Di Sinau Bareng di Limbangan Kutasari Purbalingga dua hari lalu, sesaat setelah Mbah Nun mengakhiri acara dan segera meninggalkan panggung, anak-anak itu langsung naik ke panggung. Peringkat pertama yang diincar adalah minuman kopi atau air putih Mbah Nun yang tersisa. Juga jajanan yang masih ada. Untuk beberapa saat ini menimbulkan kompetisi. Siapa yang cepat akan dapat. Mereka mesti mengerahkan kecepatan apalagi bersaing dengan teman-teman panitia yang selekas mungkin mengendalikan agar arus ke panggung tidak meningkat dan yang sudah di panggung segera kembali turun.

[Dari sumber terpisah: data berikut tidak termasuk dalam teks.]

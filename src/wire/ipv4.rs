use byteorder::{ByteOrder, NetworkEndian};
use core::fmt;

use super::{Error, Result};
use crate::wire::ip::checksum;

pub use super::IpProtocol as Protocol;

/// Minimum MTU required of all links supporting IPv4. See [RFC 791 § 3.1].
///
/// [RFC 791 § 3.1]: https://tools.ietf.org/html/rfc791#section-3.1
// RFC 791 states the following:
//
// > Every internet module must be able to forward a datagram of 68
// > octets without further fragmentation... Every internet destination
// > must be able to receive a datagram of 576 octets either in one piece
// > or in fragments to be reassembled.
pub const MIN_MTU: usize = 576;

/// Size of IPv4 adderess in octets.
pub const ADDR_SIZE: usize = 4;

pub use core::net::Ipv4Addr as Address;

/// Identifies the datagram a fragment belongs to, per [RFC 791 § 3.2].
///
/// [RFC 791 § 3.2]: https://tools.ietf.org/html/rfc791#section-3.2
#[derive(Debug, Hash, Eq, PartialEq, Ord, PartialOrd, Clone, Copy)]
pub struct Key {
    id: u16,
    src_addr: Address,
    dst_addr: Address,
    protocol: Protocol,
}

impl Key {
    pub const fn id(&self) -> u16 {
        self.id
    }
}

fn address_from_bytes(data: &[u8]) -> Address {
    let mut bytes = [0; ADDR_SIZE];
    bytes.copy_from_slice(data);
    Address::from_bits(u32::from_be_bytes(bytes))
}

/// A read/write wrapper around an Internet Protocol version 4 packet buffer.
#[derive(Debug, PartialEq, Eq, Clone)]
pub struct Packet<T: AsRef<[u8]>> {
    buffer: T,
}

mod field {
    use crate::wire::field::*;

    pub const VER_IHL: usize = 0;
    pub const DSCP_ECN: usize = 1;
    pub const LENGTH: Field = 2..4;
    pub const IDENT: Field = 4..6;
    pub const FLG_OFF: Field = 6..8;
    pub const TTL: usize = 8;
    pub const PROTOCOL: usize = 9;
    pub const CHECKSUM: Field = 10..12;
    pub const SRC_ADDR: Field = 12..16;
    pub const DST_ADDR: Field = 16..20;
}

pub const HEADER_LEN: usize = field::DST_ADDR.end;

const FLAG_DONT_FRAG: u16 = 0x4000;
const FLAG_MORE_FRAGS: u16 = 0x2000;

impl<T: AsRef<[u8]>> Packet<T> {
    /// Imbue a raw octet buffer with IPv4 packet structure.
    pub const fn new_unchecked(buffer: T) -> Packet<T> {
        Packet { buffer }
    }

    /// Shorthand for a combination of [new_unchecked] and [check_len].
    ///
    /// [new_unchecked]: #method.new_unchecked
    /// [check_len]: #method.check_len
    pub fn new_checked(buffer: T) -> Result<Packet<T>> {
        let packet = Self::new_unchecked(buffer);
        packet.check_len()?;
        Ok(packet)
    }

    /// Ensure that no accessor method will panic if called.
    /// Returns `Err(Error)` if the buffer is shorter than the header, or than the
    /// total length, or if the header length is greater than the total length.
    pub fn check_len(&self) -> Result<()> {
        let len = self.buffer.as_ref().len();
        if len < HEADER_LEN
            || (self.header_len() as usize) < HEADER_LEN
            || len < self.header_len() as usize
            || self.header_len() as u16 > self.total_len()
            || len < self.total_len() as usize
        {
            Err(Error)
        } else {
            Ok(())
        }
    }

    /// Consume the packet, returning the underlying buffer.
    pub fn into_inner(self) -> T {
        self.buffer
    }

    /// Return the version field.
    #[inline]
    pub fn version(&self) -> u8 {
        let data = self.buffer.as_ref();
        data[field::VER_IHL] >> 4
    }

    /// Return the header length, in octets.
    #[inline]
    pub fn header_len(&self) -> u8 {
        let data = self.buffer.as_ref();
        (data[field::VER_IHL] & 0x0f) * 4
    }

    /// Return the total length field.
    #[inline]
    pub fn total_len(&self) -> u16 {
        let data = self.buffer.as_ref();
        NetworkEndian::read_u16(&data[field::LENGTH])
    }

    /// Return the fragment identification field.
    #[inline]
    pub fn ident(&self) -> u16 {
        let data = self.buffer.as_ref();
        NetworkEndian::read_u16(&data[field::IDENT])
    }

    /// Return the "don't fragment" flag.
    #[inline]
    pub fn dont_frag(&self) -> bool {
        let data = self.buffer.as_ref();
        NetworkEndian::read_u16(&data[field::FLG_OFF]) & FLAG_DONT_FRAG != 0
    }

    /// Return the "more fragments" flag.
    #[inline]
    pub fn more_frags(&self) -> bool {
        let data = self.buffer.as_ref();
        NetworkEndian::read_u16(&data[field::FLG_OFF]) & FLAG_MORE_FRAGS != 0
    }

    /// Return the fragment offset, in octets.
    #[inline]
    pub fn frag_offset(&self) -> u16 {
        let data = self.buffer.as_ref();
        NetworkEndian::read_u16(&data[field::FLG_OFF]) << 3
    }

    /// Return the time to live field.
    #[inline]
    pub fn hop_limit(&self) -> u8 {
        let data = self.buffer.as_ref();
        data[field::TTL]
    }

    /// Return the next_header (protocol) field.
    #[inline]
    pub fn next_header(&self) -> Protocol {
        let data = self.buffer.as_ref();
        Protocol::from(data[field::PROTOCOL])
    }

    /// Return the header checksum field.
    #[inline]
    pub fn checksum(&self) -> u16 {
        let data = self.buffer.as_ref();
        NetworkEndian::read_u16(&data[field::CHECKSUM])
    }

    /// Return the source address field.
    #[inline]
    pub fn src_addr(&self) -> Address {
        let data = self.buffer.as_ref();
        address_from_bytes(&data[field::SRC_ADDR])
    }

    /// Return the destination address field.
    #[inline]
    pub fn dst_addr(&self) -> Address {
        let data = self.buffer.as_ref();
        address_from_bytes(&data[field::DST_ADDR])
    }

    /// Validate the header checksum.
    ///
    /// # Fuzzing
    /// This function always returns `true` when fuzzing.
    pub fn verify_checksum(&self) -> bool {
        if cfg!(fuzzing) {
            return true;
        }

        let data = self.buffer.as_ref();
        checksum::data(&data[..self.header_len() as usize]) == !0
    }

    /// Return whether this packet is one fragment of a larger datagram.
    pub fn is_fragment(&self) -> bool {
        self.more_frags() || self.frag_offset() != 0
    }

    /// Returns the key for identifying the datagram this fragment belongs to.
    pub fn get_key(&self) -> Key {
        Key {
            id: self.ident(),
            src_addr: self.src_addr(),
            dst_addr: self.dst_addr(),
            protocol: self.next_header(),
        }
    }
}

impl<'a, T: AsRef<[u8]> + ?Sized> Packet<&'a T> {
    /// Return a pointer to the payload.
    #[inline]
    pub fn payload(&self) -> &'a [u8] {
        let range = self.header_len() as usize..self.total_len() as usize;
        let data = self.buffer.as_ref();
        &data[range]
    }
}

impl<T: AsRef<[u8]> + AsMut<[u8]>> Packet<T> {
    /// Set the version field.
    #[inline]
    pub fn set_version(&mut self, value: u8) {
        let data = self.buffer.as_mut();
        data[field::VER_IHL] = (data[field::VER_IHL] & !0xf0) | (value << 4);
    }

    /// Set the header length, in octets.
    #[inline]
    pub fn set_header_len(&mut self, value: u8) {
        let data = self.buffer.as_mut();
        data[field::VER_IHL] = (data[field::VER_IHL] & !0x0f) | ((value / 4) & 0x0f);
    }

    /// Clear the Differentiated Services and ECN octet.
    pub fn clear_dscp_ecn(&mut self) {
        let data = self.buffer.as_mut();
        data[field::DSCP_ECN] = 0;
    }

    /// Set the total length field.
    #[inline]
    pub fn set_total_len(&mut self, value: u16) {
        let data = self.buffer.as_mut();
        NetworkEndian::write_u16(&mut data[field::LENGTH], value)
    }

    /// Set the fragment identification field.
    #[inline]
    pub fn set_ident(&mut self, value: u16) {
        let data = self.buffer.as_mut();
        NetworkEndian::write_u16(&mut data[field::IDENT], value)
    }

    /// Set the flags and the fragment offset (in octets) in one go.
    #[inline]
    pub fn set_flags_and_offset(&mut self, dont_frag: bool, more_frags: bool, offset: u16) {
        let mut raw = offset >> 3;
        if dont_frag {
            raw |= FLAG_DONT_FRAG;
        }
        if more_frags {
            raw |= FLAG_MORE_FRAGS;
        }
        let data = self.buffer.as_mut();
        NetworkEndian::write_u16(&mut data[field::FLG_OFF], raw);
    }

    /// Set the time to live field.
    #[inline]
    pub fn set_hop_limit(&mut self, value: u8) {
        let data = self.buffer.as_mut();
        data[field::TTL] = value
    }

    /// Set the next header (protocol) field.
    #[inline]
    pub fn set_next_header(&mut self, value: Protocol) {
        let data = self.buffer.as_mut();
        data[field::PROTOCOL] = value.into()
    }

    /// Set the header checksum field.
    #[inline]
    pub fn set_checksum(&mut self, value: u16) {
        let data = self.buffer.as_mut();
        NetworkEndian::write_u16(&mut data[field::CHECKSUM], value)
    }

    /// Set the source address field.
    #[inline]
    pub fn set_src_addr(&mut self, value: Address) {
        let data = self.buffer.as_mut();
        data[field::SRC_ADDR].copy_from_slice(&value.octets())
    }

    /// Set the destination address field.
    #[inline]
    pub fn set_dst_addr(&mut self, value: Address) {
        let data = self.buffer.as_mut();
        data[field::DST_ADDR].copy_from_slice(&value.octets())
    }

    /// Compute and fill in the header checksum.
    pub fn fill_checksum(&mut self) {
        self.set_checksum(0);
        let checksum = {
            let data = self.buffer.as_ref();
            !checksum::data(&data[..self.header_len() as usize])
        };
        self.set_checksum(checksum)
    }

    /// Return a mutable pointer to the payload.
    #[inline]
    pub fn payload_mut(&mut self) -> &mut [u8] {
        let range = self.header_len() as usize..self.total_len() as usize;
        let data = self.buffer.as_mut();
        &mut data[range]
    }
}

impl<T: AsRef<[u8]>> AsRef<[u8]> for Packet<T> {
    fn as_ref(&self) -> &[u8] {
        self.buffer.as_ref()
    }
}

/// A high-level representation of an Internet Protocol version 4 packet header,
/// including its position within a fragmented datagram.
#[derive(Debug, PartialEq, Eq, Clone, Copy)]
pub struct Repr {
    pub src_addr: Address,
    pub dst_addr: Address,
    pub next_header: Protocol,
    pub payload_len: usize,
    pub hop_limit: u8,
    pub ident: u16,
    pub more_frags: bool,
    /// Offset of the payload within the datagram, in octets. Always a multiple of 8.
    pub frag_offset: u16,
}

impl Repr {
    /// Parse an Internet Protocol version 4 packet and return a high-level representation.
    pub fn parse<T: AsRef<[u8]> + ?Sized>(packet: &Packet<&T>) -> Result<Repr> {
        packet.check_len()?;
        // Version 4 is expected.
        if packet.version() != 4 {
            return Err(Error);
        }
        // Valid checksum is expected.
        if !packet.verify_checksum() {
            return Err(Error);
        }

        let payload_len = packet.total_len() as usize - packet.header_len() as usize;

        // Options are skipped by the header length; none of them concern an endpoint.
        Ok(Repr {
            src_addr: packet.src_addr(),
            dst_addr: packet.dst_addr(),
            next_header: packet.next_header(),
            payload_len,
            hop_limit: packet.hop_limit(),
            ident: packet.ident(),
            more_frags: packet.more_frags(),
            frag_offset: packet.frag_offset(),
        })
    }

    /// Return the length of a header that will be emitted from this high-level representation.
    pub const fn buffer_len(&self) -> usize {
        // We never emit any options.
        HEADER_LEN
    }

    /// Emit a high-level representation into an Internet Protocol version 4 packet.
    pub fn emit<T: AsRef<[u8]> + AsMut<[u8]>>(&self, packet: &mut Packet<T>) {
        packet.set_version(4);
        packet.set_header_len(HEADER_LEN as u8);
        packet.clear_dscp_ecn();
        let total_len = packet.header_len() as u16 + self.payload_len as u16;
        packet.set_total_len(total_len);
        packet.set_ident(self.ident);
        packet.set_flags_and_offset(false, self.more_frags, self.frag_offset);
        packet.set_hop_limit(self.hop_limit);
        packet.set_next_header(self.next_header);
        packet.set_src_addr(self.src_addr);
        packet.set_dst_addr(self.dst_addr);
        packet.fill_checksum();
    }
}

impl fmt::Display for Repr {
    fn fmt(&self, f: &mut fmt::Formatter) -> fmt::Result {
        write!(
            f,
            "IPv4 src={} dst={} proto={}",
            self.src_addr, self.dst_addr, self.next_header
        )?;
        if self.more_frags || self.frag_offset != 0 {
            write!(
                f,
                " id={} off={}{}",
                self.ident,
                self.frag_offset,
                if self.more_frags { " mf" } else { "" }
            )?;
        }
        Ok(())
    }
}

/// The pseudo-header an upper layer checksums along with its own octets, per
/// [RFC 793 § 3.1]. It is never transmitted.
///
/// [RFC 793 § 3.1]: https://tools.ietf.org/html/rfc793#section-3.1
#[derive(Debug, PartialEq, Eq, Clone, Copy)]
pub struct PseudoHeader {
    pub src_addr: Address,
    pub dst_addr: Address,
    pub protocol: Protocol,
    /// Length of the upper-layer header and payload, in octets.
    pub length: u16,
}

impl PseudoHeader {
    pub const LEN: usize = 12;

    /// Return the pseudo-header octets: source, destination, zero, protocol, length.
    pub fn emit(&self) -> [u8; Self::LEN] {
        let mut bytes = [0u8; Self::LEN];
        bytes[0..4].copy_from_slice(&self.src_addr.octets());
        bytes[4..8].copy_from_slice(&self.dst_addr.octets());
        bytes[8] = 0;
        bytes[9] = self.protocol.into();
        NetworkEndian::write_u16(&mut bytes[10..12], self.length);
        bytes
    }

    /// Return the un-complemented checksum of the pseudo-header octets.
    pub fn checksum(&self) -> u16 {
        checksum::data(&self.emit())
    }
}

Kopi dan air putih Mbah Nun dalam hitungan cepat langsung ludes, entah berhasil diraih siapa. Ada salah seorang di antara mereka yang tidak kebagian apa-apa, tetapi mata dia berada tepat di depan sebuah asbak. Asbaknya Mbah Nun. Sejenak dia diam, memandang. Dan kemudian, tangannya mengambil puntung rokok yang ada di situ, lalu diletakkan di tangan kirinya, dan tangan kanannya kemudian nyawuk debu rokok yang masih ada hingga bersihlah asbak itu. Ia genggam perolehannya itu.
Mungkin dia berpikir, tak soal tidak dapat kopi atau yang lain, toh teman-temannya bisa jadi tak melihat bahwa masih ada atsar lain dari Mbah Nun yang dapat diambil. Ialah puntung rokok. Malam itu dia berjodoh dengan puntung rokok itu. Ia bawa turun panggung, mungkin pula dibawa pulang, dan tidak tahu akan dipakai apa atau dibagaimanakan, namun dari cara dia menggenggam, terlihat bahwa apa yang digenggamnya sangat bermakna buat dia. Kejadian itu berlangsung tepat di depan pandangan mata Pak Seteng KiaiKanjeng. Buat Pak Seteng, puntung rokok, ataupun yang berhasil dibawa, mengingatkannya pada adegan rebutan aneka rupa hasil bumi yang dilepas dari gunungan Sekaten. Sebutir jagung pun sangat bermakna buat yang mendapatkannya.
Demikianlah sepetik ekspresi cinta dan ngalap berkah anak-cucu itu kepada Simbahnya yang meluber sampai ke atas panggung Sinau Bareng malam itu.